_Input_.
=-=-=-=-=
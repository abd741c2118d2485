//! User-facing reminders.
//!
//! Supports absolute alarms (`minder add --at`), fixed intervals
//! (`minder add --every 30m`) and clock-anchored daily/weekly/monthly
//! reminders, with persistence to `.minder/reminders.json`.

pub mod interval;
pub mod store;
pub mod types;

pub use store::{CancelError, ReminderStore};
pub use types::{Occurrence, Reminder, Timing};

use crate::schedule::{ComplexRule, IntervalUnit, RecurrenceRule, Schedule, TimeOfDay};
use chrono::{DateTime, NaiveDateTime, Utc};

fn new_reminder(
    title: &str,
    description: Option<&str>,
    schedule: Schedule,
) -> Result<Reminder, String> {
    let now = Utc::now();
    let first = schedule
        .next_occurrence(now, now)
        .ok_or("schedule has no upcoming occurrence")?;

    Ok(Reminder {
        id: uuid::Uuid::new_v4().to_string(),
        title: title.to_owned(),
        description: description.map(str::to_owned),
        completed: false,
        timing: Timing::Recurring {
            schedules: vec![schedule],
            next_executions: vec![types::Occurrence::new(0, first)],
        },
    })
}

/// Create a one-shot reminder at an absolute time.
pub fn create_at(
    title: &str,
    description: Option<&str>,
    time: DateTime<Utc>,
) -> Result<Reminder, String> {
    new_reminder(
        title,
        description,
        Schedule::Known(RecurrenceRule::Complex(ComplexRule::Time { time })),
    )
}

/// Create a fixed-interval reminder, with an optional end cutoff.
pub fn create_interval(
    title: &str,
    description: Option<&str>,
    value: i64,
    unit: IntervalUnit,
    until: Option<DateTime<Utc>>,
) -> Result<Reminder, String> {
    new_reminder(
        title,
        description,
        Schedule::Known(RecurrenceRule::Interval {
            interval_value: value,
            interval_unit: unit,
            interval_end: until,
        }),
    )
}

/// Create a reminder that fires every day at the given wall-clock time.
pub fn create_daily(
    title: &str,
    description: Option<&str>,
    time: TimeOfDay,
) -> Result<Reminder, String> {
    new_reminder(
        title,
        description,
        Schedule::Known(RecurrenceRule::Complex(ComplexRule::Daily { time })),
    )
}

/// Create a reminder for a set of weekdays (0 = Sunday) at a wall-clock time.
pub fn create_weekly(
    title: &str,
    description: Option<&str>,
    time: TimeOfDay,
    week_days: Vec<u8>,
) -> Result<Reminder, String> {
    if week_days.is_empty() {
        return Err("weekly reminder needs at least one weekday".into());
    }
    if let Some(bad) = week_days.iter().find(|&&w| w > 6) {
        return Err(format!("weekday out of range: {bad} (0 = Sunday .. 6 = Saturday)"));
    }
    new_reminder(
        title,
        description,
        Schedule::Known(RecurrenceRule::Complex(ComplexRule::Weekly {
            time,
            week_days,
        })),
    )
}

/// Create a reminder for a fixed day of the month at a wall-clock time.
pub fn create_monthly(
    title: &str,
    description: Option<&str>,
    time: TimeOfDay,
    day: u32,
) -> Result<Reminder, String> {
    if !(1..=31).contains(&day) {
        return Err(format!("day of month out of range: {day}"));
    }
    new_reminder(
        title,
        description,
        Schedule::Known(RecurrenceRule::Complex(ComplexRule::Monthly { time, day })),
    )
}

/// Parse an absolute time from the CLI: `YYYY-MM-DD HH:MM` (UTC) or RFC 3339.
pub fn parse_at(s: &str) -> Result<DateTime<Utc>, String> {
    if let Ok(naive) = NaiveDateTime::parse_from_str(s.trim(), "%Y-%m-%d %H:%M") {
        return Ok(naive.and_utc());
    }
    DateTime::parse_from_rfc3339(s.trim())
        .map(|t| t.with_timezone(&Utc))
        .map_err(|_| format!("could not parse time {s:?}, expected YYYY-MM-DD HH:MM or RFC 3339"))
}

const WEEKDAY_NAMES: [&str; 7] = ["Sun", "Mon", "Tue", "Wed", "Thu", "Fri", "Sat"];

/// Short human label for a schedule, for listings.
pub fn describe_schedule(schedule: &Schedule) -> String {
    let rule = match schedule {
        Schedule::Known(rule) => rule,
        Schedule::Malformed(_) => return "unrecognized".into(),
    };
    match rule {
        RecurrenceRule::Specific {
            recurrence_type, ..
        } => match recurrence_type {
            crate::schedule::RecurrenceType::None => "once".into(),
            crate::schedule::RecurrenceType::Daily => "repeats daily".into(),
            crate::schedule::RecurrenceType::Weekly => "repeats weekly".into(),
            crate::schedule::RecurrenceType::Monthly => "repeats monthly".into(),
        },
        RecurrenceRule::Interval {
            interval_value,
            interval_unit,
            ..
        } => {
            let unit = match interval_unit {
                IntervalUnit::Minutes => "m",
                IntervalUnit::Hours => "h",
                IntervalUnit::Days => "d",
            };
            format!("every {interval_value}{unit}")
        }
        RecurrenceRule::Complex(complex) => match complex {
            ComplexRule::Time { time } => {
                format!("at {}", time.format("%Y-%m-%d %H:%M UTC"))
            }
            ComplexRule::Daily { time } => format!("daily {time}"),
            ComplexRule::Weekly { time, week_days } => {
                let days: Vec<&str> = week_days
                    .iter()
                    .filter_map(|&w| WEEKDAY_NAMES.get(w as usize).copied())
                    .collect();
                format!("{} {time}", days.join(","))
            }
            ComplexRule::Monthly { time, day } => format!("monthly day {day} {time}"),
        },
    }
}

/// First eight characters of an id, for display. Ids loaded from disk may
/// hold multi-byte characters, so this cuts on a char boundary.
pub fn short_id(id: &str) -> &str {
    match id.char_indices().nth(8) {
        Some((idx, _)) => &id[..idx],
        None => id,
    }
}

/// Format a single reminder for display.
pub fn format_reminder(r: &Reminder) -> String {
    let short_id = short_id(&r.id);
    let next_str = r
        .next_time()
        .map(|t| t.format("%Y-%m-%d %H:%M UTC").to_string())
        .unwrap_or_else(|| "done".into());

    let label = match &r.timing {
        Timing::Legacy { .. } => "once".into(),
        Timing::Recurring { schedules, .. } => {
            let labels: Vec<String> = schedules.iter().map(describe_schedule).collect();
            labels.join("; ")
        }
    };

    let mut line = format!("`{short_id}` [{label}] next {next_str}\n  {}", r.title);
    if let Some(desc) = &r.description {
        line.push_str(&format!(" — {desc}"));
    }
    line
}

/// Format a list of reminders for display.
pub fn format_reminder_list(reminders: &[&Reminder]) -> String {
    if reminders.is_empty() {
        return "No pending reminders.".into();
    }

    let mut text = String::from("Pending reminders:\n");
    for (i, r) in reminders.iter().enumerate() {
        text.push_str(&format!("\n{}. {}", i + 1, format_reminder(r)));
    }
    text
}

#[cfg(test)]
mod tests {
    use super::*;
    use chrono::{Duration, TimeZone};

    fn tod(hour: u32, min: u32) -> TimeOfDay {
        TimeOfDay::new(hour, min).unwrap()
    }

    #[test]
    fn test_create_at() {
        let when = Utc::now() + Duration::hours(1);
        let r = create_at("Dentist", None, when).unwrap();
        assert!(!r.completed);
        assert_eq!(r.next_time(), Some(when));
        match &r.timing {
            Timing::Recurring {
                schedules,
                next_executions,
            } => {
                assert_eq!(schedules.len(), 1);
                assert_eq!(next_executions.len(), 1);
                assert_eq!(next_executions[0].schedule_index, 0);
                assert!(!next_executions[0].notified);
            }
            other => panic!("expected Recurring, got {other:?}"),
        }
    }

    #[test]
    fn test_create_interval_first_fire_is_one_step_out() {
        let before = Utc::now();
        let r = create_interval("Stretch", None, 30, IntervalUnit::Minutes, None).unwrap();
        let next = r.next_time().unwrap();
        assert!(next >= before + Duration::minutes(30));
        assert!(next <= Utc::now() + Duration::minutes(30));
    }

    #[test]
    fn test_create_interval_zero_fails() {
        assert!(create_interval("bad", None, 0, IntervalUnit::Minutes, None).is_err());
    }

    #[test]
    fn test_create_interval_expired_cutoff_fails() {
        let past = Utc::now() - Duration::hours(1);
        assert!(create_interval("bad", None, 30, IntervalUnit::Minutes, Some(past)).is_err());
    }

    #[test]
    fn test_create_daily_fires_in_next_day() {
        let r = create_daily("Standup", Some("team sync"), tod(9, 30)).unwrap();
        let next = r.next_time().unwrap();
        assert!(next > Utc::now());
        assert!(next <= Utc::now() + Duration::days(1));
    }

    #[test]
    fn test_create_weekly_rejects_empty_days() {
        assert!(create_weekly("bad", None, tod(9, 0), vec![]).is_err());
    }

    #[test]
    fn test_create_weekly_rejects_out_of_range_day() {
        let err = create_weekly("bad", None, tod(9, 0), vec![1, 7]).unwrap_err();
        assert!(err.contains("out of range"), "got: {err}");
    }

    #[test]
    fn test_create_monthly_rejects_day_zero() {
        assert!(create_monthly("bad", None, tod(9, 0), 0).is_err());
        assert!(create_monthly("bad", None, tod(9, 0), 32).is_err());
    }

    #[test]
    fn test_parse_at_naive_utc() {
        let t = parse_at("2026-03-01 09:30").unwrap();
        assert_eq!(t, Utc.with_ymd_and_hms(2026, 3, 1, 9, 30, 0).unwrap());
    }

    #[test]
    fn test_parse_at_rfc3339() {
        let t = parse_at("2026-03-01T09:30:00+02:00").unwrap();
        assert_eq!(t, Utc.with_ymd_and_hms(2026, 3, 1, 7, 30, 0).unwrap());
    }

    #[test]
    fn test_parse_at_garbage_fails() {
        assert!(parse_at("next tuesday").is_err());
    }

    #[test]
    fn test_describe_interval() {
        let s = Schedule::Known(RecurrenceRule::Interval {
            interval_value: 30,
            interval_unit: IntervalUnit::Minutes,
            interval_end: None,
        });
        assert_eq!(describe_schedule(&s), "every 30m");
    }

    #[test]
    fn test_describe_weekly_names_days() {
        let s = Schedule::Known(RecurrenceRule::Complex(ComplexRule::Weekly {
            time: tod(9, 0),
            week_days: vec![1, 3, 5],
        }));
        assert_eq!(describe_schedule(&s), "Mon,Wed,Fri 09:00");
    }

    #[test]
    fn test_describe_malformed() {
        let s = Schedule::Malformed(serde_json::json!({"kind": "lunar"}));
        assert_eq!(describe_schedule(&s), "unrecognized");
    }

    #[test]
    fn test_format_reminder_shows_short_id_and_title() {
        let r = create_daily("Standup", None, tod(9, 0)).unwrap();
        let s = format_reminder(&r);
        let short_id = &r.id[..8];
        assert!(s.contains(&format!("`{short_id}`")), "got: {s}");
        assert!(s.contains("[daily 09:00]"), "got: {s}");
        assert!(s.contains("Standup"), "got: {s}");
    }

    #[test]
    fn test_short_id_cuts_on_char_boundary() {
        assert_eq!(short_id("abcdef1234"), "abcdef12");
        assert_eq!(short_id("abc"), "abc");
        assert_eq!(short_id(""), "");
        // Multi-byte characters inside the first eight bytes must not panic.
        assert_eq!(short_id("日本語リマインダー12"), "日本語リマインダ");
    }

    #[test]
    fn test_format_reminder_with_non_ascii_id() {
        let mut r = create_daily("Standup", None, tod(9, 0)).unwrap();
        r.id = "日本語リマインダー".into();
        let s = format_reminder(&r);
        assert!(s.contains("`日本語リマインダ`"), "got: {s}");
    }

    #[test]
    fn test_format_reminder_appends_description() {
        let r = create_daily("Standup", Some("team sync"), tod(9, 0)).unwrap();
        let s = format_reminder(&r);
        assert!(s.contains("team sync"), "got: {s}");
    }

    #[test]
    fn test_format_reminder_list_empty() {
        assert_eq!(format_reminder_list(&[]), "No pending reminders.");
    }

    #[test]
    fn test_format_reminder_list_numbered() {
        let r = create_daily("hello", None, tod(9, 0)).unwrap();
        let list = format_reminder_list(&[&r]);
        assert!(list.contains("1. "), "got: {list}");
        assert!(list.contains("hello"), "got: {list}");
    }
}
=-=-=-=-=
_What you will do_. Begin at the first line of the records above and restate each line word for word, stopping after the line with "let first = schedule".

_Written solution_.
repository abd741c2118d2485
//! User-facing reminders.
//!
//! Supports absolute alarms (`minder add --at`), fixed intervals
//! (`minder add --every 30m`) and clock-anchored daily/weekly/monthly
//! reminders, with persistence to `.minder/reminders.json`.

pub mod interval;
pub mod store;
pub mod types;

pub use store::{CancelError, ReminderStore};
pub use types::{Occurrence, Reminder, Timing};

use crate::schedule::{ComplexRule, IntervalUnit, RecurrenceRule, Schedule, TimeOfDay};
use chrono::{DateTime, NaiveDateTime, Utc};

fn new_reminder(
    title: &str,
    description: Option<&str>,
    schedule: Schedule,
) -> Result<Reminder, String> {
    let now = Utc::now();
    let first = schedule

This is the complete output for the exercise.